▶ [WORK ITEM]: Only these lines of the data below are wanted: the one with "filename crates/projections/src/error.rs", the one with "pub type Result<T>", and any lines between them, each repeated exactly.

*** INPUT FOR THIS TASK ***

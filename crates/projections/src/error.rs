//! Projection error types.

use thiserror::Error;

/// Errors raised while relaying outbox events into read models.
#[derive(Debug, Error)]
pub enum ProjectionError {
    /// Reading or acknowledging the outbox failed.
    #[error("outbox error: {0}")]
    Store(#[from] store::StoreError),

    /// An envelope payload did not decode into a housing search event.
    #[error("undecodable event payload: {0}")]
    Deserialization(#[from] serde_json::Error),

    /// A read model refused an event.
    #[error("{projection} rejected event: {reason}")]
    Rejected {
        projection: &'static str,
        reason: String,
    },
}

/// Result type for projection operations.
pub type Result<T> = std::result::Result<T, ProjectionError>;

***
*** INPUT FOR THIS TASK ***

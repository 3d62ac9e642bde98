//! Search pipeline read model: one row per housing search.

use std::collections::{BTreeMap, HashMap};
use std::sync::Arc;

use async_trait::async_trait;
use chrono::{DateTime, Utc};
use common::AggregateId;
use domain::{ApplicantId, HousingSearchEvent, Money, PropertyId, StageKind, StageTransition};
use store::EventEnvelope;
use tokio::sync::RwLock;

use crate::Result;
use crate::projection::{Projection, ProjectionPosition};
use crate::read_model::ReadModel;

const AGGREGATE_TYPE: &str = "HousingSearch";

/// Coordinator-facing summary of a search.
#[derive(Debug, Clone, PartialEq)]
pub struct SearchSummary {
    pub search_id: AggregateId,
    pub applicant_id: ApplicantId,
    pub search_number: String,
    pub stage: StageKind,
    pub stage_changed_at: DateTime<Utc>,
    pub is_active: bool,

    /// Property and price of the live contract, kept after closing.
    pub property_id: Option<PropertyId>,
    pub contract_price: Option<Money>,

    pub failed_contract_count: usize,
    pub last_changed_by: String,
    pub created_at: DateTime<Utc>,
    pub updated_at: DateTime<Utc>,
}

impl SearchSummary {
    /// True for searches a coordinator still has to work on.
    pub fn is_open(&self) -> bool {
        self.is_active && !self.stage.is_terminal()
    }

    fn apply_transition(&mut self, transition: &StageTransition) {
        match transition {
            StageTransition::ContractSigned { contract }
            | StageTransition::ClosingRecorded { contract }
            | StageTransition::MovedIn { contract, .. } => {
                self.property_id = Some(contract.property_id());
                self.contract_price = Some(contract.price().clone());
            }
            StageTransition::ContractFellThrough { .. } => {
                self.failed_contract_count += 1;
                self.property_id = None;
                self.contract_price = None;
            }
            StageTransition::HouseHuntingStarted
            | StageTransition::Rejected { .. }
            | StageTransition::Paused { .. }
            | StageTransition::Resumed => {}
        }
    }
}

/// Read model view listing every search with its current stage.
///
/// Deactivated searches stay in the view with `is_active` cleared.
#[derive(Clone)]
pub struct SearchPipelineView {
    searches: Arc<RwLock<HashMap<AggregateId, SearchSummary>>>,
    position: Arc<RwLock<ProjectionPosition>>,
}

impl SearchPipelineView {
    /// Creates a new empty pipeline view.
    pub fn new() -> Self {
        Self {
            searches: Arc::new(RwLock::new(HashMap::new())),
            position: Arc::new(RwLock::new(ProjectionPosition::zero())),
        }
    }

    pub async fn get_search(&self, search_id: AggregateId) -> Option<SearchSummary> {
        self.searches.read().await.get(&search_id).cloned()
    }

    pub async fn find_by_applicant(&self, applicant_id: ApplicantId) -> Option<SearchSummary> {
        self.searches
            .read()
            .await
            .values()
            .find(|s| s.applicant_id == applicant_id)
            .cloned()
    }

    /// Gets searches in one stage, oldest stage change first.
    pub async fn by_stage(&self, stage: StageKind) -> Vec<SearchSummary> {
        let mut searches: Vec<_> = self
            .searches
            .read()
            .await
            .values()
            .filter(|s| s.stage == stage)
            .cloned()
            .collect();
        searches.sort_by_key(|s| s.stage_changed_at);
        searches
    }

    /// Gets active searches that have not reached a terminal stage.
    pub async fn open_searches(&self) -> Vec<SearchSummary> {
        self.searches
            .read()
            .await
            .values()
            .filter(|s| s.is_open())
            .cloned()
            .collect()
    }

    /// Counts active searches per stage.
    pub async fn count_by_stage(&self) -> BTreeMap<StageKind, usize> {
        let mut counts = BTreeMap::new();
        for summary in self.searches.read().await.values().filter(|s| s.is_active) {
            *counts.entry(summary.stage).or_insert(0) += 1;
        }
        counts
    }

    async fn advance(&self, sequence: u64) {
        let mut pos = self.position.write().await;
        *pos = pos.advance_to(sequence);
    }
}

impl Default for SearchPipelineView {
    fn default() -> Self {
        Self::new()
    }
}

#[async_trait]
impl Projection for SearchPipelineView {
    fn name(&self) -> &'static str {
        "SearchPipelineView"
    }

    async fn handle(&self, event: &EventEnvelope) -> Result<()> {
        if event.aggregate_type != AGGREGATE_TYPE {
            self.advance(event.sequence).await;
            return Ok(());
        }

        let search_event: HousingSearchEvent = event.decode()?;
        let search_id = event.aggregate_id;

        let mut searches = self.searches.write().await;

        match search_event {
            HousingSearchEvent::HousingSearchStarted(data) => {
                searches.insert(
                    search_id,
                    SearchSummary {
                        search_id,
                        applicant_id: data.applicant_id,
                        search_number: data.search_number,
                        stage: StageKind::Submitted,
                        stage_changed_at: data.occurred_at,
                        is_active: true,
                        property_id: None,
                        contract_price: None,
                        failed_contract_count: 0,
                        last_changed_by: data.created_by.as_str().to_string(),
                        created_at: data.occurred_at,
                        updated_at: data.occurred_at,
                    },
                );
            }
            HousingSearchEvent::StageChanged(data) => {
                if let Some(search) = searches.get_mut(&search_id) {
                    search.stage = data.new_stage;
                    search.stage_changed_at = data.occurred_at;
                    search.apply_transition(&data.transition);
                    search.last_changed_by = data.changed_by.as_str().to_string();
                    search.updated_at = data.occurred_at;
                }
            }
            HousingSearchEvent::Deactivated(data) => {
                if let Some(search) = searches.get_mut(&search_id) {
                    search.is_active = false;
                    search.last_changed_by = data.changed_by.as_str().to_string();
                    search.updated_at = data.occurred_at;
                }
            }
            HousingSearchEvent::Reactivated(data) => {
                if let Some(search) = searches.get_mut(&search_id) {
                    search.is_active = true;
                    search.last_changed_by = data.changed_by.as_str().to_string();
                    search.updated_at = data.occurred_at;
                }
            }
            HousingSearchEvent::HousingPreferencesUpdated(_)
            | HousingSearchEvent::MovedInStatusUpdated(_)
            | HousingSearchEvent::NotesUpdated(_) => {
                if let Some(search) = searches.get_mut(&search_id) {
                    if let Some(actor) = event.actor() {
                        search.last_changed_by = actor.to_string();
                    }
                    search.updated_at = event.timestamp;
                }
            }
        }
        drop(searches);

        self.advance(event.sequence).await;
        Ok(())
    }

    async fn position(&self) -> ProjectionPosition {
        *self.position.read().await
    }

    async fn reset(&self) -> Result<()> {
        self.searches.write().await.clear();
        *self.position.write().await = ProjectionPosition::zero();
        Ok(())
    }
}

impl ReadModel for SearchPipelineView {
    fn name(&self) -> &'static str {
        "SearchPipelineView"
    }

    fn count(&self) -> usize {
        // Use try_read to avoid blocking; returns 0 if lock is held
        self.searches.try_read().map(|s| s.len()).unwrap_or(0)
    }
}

***

▶ [TASK OUTPUT]:
filename crates/projections/src/error.rs
//! Projection error types.

use thiserror::Error;

/// Errors raised while relaying outbox events into read models.
#[derive(Debug, Error)]
pub enum ProjectionError {
    /// Reading or acknowledging the outbox failed.
    #[error("outbox error: {0}")]
    Store(#[from] store::StoreError),

    /// An envelope payload did not decode into a housing search event.
    #[error("undecodable event payload: {0}")]
    Deserialization(#[from] serde_json::Error),

    /// A read model refused an event.
    #[error("{projection} rejected event: {reason}")]
    Rejected {
        projection: &'static str,
        reason: String,
    },
}

/// Result type for projection operations.
pub type Result<T> = std::result::Result<T, ProjectionError>;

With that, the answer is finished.